Just for information purposes , the spanish have shown up here in Tampa Bay about three weeks earlier than last year . They seem a little thinner this year, but the whitebait hasn't yet shown up here.

While the numbers aren't up to the full spring run , it looks good for this year , already

Fishwander


----------



## Meakle (Jun 5, 2006)

Thanks for the TIP and the promising report from Tampa bay!

Never thought of fixing a stinger to help with spanish, seen and heard many similar rigs for fish, but sure makes sense. Were you doing this on Go-cha's?

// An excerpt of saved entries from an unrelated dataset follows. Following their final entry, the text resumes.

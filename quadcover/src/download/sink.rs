//! Filesystem output.

use std::fs;
use std::io::{BufWriter, Write};
use std::path::{Path, PathBuf};

use chrono::{Datelike, NaiveDate};

use super::records::ActivityTable;
use super::DownloadError;
use crate::coverage::CoverageSet;

/// File name of the merged table, directly under the sink root.
pub const COMBINED_FILE_NAME: &str = "activity.csv";

/// Writes downloaded tables under a root directory.
///
/// Layout: `<root>/<YYYY>/<MM>/<DD>/<quadkey>.csv`, plus the merged
/// `<root>/activity.csv`.
#[derive(Debug, Clone)]
pub struct FileSink {
    root: PathBuf,
}

impl FileSink {
    pub fn new(root: impl Into<PathBuf>) -> Self {
        Self { root: root.into() }
    }

    pub fn root(&self) -> &Path {
        &self.root
    }

    /// Path a table for `date` and `quadkey` is written to.
    pub fn path_for(&self, date: NaiveDate, quadkey: &str) -> PathBuf {
        self.root
            .join(format!("{:04}", date.year()))
            .join(format!("{:02}", date.month()))
            .join(format!("{:02}", date.day()))
            .join(format!("{}.csv", quadkey))
    }

    /// Writes `table` as CSV, creating parent directories.
    ///
    /// Returns the path written and its size in bytes.
    pub fn write_table(
        &self,
        date: NaiveDate,
        quadkey: &str,
        table: &ActivityTable,
    ) -> Result<(PathBuf, u64), DownloadError> {
        write_csv(self.path_for(date, quadkey), table)
    }

    /// Writes the merged table of a batch to `<root>/activity.csv`.
    pub fn write_combined(&self, table: &ActivityTable) -> Result<(PathBuf, u64), DownloadError> {
        write_csv(self.root.join(COMBINED_FILE_NAME), table)
    }
}

fn write_csv(path: PathBuf, table: &ActivityTable) -> Result<(PathBuf, u64), DownloadError> {
    if let Some(parent) = path.parent() {
        if !parent.as_os_str().is_empty() {
            fs::create_dir_all(parent)?;
        }
    }

    let csv = table.to_csv();
    fs::write(&path, csv.as_bytes())?;
    Ok((path, csv.len() as u64))
}

/// Writes one quadkey per line, in set order.
pub fn write_quadkey_list(path: &Path, quadkeys: &CoverageSet) -> std::io::Result<()> {
    if let Some(parent) = path.parent() {
        if !parent.as_os_str().is_empty() {
            fs::create_dir_all(parent)?;
        }
    }

    let mut writer = BufWriter::new(fs::File::create(path)?);
    for quadkey in quadkeys {
        writeln!(writer, "{}", quadkey)?;
    }
    writer.flush()
}
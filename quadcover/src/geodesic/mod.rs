//! Geodesic buffering.
//!
//! Builds a true ground-distance disc around a point by buffering in a
//! local azimuthal equidistant projection, then maps the disc outline
//! back to latitude/longitude. Buffering directly in degrees would
//! stretch the disc east-west by 1/cos(latitude).

mod aeqd;
mod disc;

pub use aeqd::AzimuthalEquidistant;
pub use disc::{DiscApproximation, MetricDisc, DEFAULT_QUADRANT_SEGMENTS};

use thiserror::Error;

/// Mean Earth radius used for the spherical projection, in metres.
pub const EARTH_RADIUS_M: f64 = 6_371_000.0;

/// Latitudes closer than this to ±90° are treated as a pole.
pub const POLE_EPSILON_DEG: f64 = 1e-9;

/// Errors raised while building a disc or its projection.
#[derive(Debug, Clone, PartialEq, Error)]
pub enum GeometryError {
    /// Input geometry is not usable (bad radius, out-of-range center)
    #[error("Invalid geometry: {0}")]
    InvalidGeometry(String),

    /// The projection cannot be constructed or evaluated
    #[error("Projection failure: {0}")]
    ProjectionFailure(String),
}
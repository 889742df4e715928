//! Daily activity tables.
//!
//! Remote files are pipe-delimited with a header row:
//!
//! ```text
//! agg_day_period|activity_index_total|geography
//! 2021-07-01|0.012|23010310211013
//! ```
//!
//! `geography` is the fine quadkey with its leading zeros stripped, so it
//! is padded back before the fine and coarse grouping columns are added.

use std::cmp::Ordering;

use chrono::{NaiveDate, NaiveDateTime};
use serde::Serialize;

use super::DownloadError;
use crate::catalog::split_record;

/// Column holding the fine quadkey.
pub const GEOGRAPHY_COLUMN: &str = "geography";

/// Column holding the activity measure, checked numeric when present.
pub const ACTIVITY_COLUMN: &str = "activity_index_total";

/// Column holding the day of the record, checked to be a date when present.
pub const DAY_COLUMN: &str = "agg_day_period";

const SOURCE_DELIMITER: char = '|';

/// A parsed activity file with its derived quadkey columns.
#[derive(Debug, Clone, PartialEq, Eq, Serialize)]
pub struct ActivityTable {
    columns: Vec<String>,
    rows: Vec<Vec<String>>,
    #[serde(skip)]
    fine_zoom: u8,
}

impl ActivityTable {
    /// Parses a downloaded body and appends `z{fine}_quadkey` and
    /// `z{coarse}_quadkey` columns.
    pub fn parse(body: &[u8], fine_zoom: u8, coarse_zoom: u8) -> Result<Self, DownloadError> {
        if coarse_zoom == 0 || coarse_zoom > fine_zoom {
            return Err(DownloadError::ZoomOrder {
                fine: fine_zoom,
                coarse: coarse_zoom,
            });
        }

        let text = std::str::from_utf8(body).map_err(|e| DownloadError::InvalidRecord {
            line: 0,
            message: format!("body is not UTF-8: {}", e),
        })?;

        let mut lines = text
            .lines()
            .enumerate()
            .map(|(i, line)| (i + 1, line.trim_end_matches('\r')))
            .filter(|(_, line)| !line.trim().is_empty());

        let mut columns = match lines.next() {
            Some((line, header)) => split_line(line, header)?,
            None => return Err(DownloadError::MissingColumn(GEOGRAPHY_COLUMN.to_string())),
        };
        let width = columns.len();

        let geography = columns
            .iter()
            .position(|c| c == GEOGRAPHY_COLUMN)
            .ok_or_else(|| DownloadError::MissingColumn(GEOGRAPHY_COLUMN.to_string()))?;
        let activity = columns.iter().position(|c| c == ACTIVITY_COLUMN);
        let day = columns.iter().position(|c| c == DAY_COLUMN);

        let mut rows = Vec::new();
        for (line, raw) in lines {
            let mut row = split_line(line, raw)?;
            if row.len() != width {
                return Err(DownloadError::InvalidRecord {
                    line,
                    message: format!("expected {} fields, found {}", width, row.len()),
                });
            }

            if let Some(index) = activity {
                let value = row[index].trim();
                if value.parse::<f64>().is_err() {
                    return Err(DownloadError::InvalidRecord {
                        line,
                        message: format!("non-numeric {} '{}'", ACTIVITY_COLUMN, value),
                    });
                }
            }

            if let Some(index) = day {
                let value = row[index].trim();
                if parse_day(value).is_none() {
                    return Err(DownloadError::InvalidRecord {
                        line,
                        message: format!("invalid {} '{}'", DAY_COLUMN, value),
                    });
                }
            }

            let fine = pad_quadkey(line, row[geography].trim(), fine_zoom)?;
            let coarse = fine[..coarse_zoom as usize].to_string();
            row.push(fine);
            row.push(coarse);
            rows.push(row);
        }

        columns.push(format!("z{}_quadkey", fine_zoom));
        columns.push(format!("z{}_quadkey", coarse_zoom));

        Ok(Self {
            columns,
            rows,
            fine_zoom,
        })
    }

    /// Adds the rows of `other`, which must have the same columns.
    pub fn append(&mut self, other: ActivityTable) -> Result<(), DownloadError> {
        if other.columns != self.columns {
            return Err(DownloadError::ColumnMismatch {
                expected: self.columns.join(","),
                found: other.columns.join(","),
            });
        }
        self.rows.extend(other.rows);
        Ok(())
    }

    /// Sorts rows by day, then by fine quadkey.
    ///
    /// Tables without a day column sort by fine quadkey only.
    pub fn sort_by_day_and_quadkey(&mut self) {
        let day = self.column_index(DAY_COLUMN);
        let fine = self.column_index(&format!("z{}_quadkey", self.fine_zoom));

        self.rows.sort_by(|a, b| {
            let by_day = match day {
                Some(i) => parse_day(a[i].trim()).cmp(&parse_day(b[i].trim())),
                None => Ordering::Equal,
            };
            by_day.then_with(|| match fine {
                Some(i) => a[i].cmp(&b[i]),
                None => Ordering::Equal,
            })
        });
    }

    pub fn columns(&self) -> &[String] {
        &self.columns
    }

    pub fn rows(&self) -> &[Vec<String>] {
        &self.rows
    }

    pub fn column_index(&self, name: &str) -> Option<usize> {
        self.columns.iter().position(|c| c == name)
    }

    pub fn len(&self) -> usize {
        self.rows.len()
    }

    pub fn is_empty(&self) -> bool {
        self.rows.is_empty()
    }

    /// Renders the table comma-delimited with a header row.
    pub fn to_csv(&self) -> String {
        let mut out = String::new();
        push_csv_line(&mut out, &self.columns);
        for row in &self.rows {
            push_csv_line(&mut out, row);
        }
        out
    }
}

/// Parses a day value, either a plain date or a date with a time.
fn parse_day(text: &str) -> Option<NaiveDateTime> {
    if let Ok(date) = NaiveDate::parse_from_str(text, "%Y-%m-%d") {
        return date.and_hms_opt(0, 0, 0);
    }
    ["%Y-%m-%d %H:%M:%S", "%Y-%m-%dT%H:%M:%S"]
        .iter()
        .find_map(|format| NaiveDateTime::parse_from_str(text, format).ok())
}

fn split_line(line: usize, raw: &str) -> Result<Vec<String>, DownloadError> {
    split_record(raw, SOURCE_DELIMITER).ok_or_else(|| DownloadError::InvalidRecord {
        line,
        message: "unterminated quoted field".to_string(),
    })
}

/// Left-pads a stripped quadkey back to `zoom` digits.
fn pad_quadkey(line: usize, geography: &str, zoom: u8) -> Result<String, DownloadError> {
    let zoom = zoom as usize;
    if geography.is_empty()
        || geography.len() > zoom
        || !geography.bytes().all(|b| (b'0'..=b'3').contains(&b))
    {
        return Err(DownloadError::InvalidRecord {
            line,
            message: format!("invalid {} '{}'", GEOGRAPHY_COLUMN, geography),
        });
    }
    Ok(format!("{:0>width$}", geography, width = zoom))
}

fn push_csv_line(out: &mut String, fields: &[String]) {
    for (i, field) in fields.iter().enumerate() {
        if i > 0 {
            out.push(',');
        }
        if field.contains([',', '"', '\n', '\r']) {
            out.push('"');
            out.push_str(&field.replace('"', "\"\""));
            out.push('"');
        } else {
            out.push_str(field);
        }
    }
    out.push('\n');
}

Love hearing about good numbers already, really hope we get another year like last year. It was alot of fun, even when they weren't biting well. Beautiful fish to see in runs...


----------



## smacks fanatic (Oct 16, 2010)

GOTCHA PLUGS ALL THE WAY! stingsilvers may work , but gotchas are by far the best way to bag some spaniards.(live lining shrimp, shad etc will get some blues and spanish as well):fishing:


----------



## Drumdum (Jan 6, 2003)

smacks fanatic said:


> GOTCHA PLUGS ALL THE WAY! stingsilvers may work , but gotchas are by far the best way to bag some spaniards.(live lining shrimp, shad etc will get some blues and spanish as well):fishing:


 No doubt,on the planks,although on the beach you may find it a different story... jmo from what I've seen...  Livelining will catch some bigger ones without a doubt...


----------



## RW_20 (Oct 16, 2007)

Drumdum said:


> Yeap,a stingsilver lookalike,that has a touch different shape,a little heavier,and cast like a bullet... Not too swuft off the planks,but d*amn good in the surf,if the spainish are out there a bit...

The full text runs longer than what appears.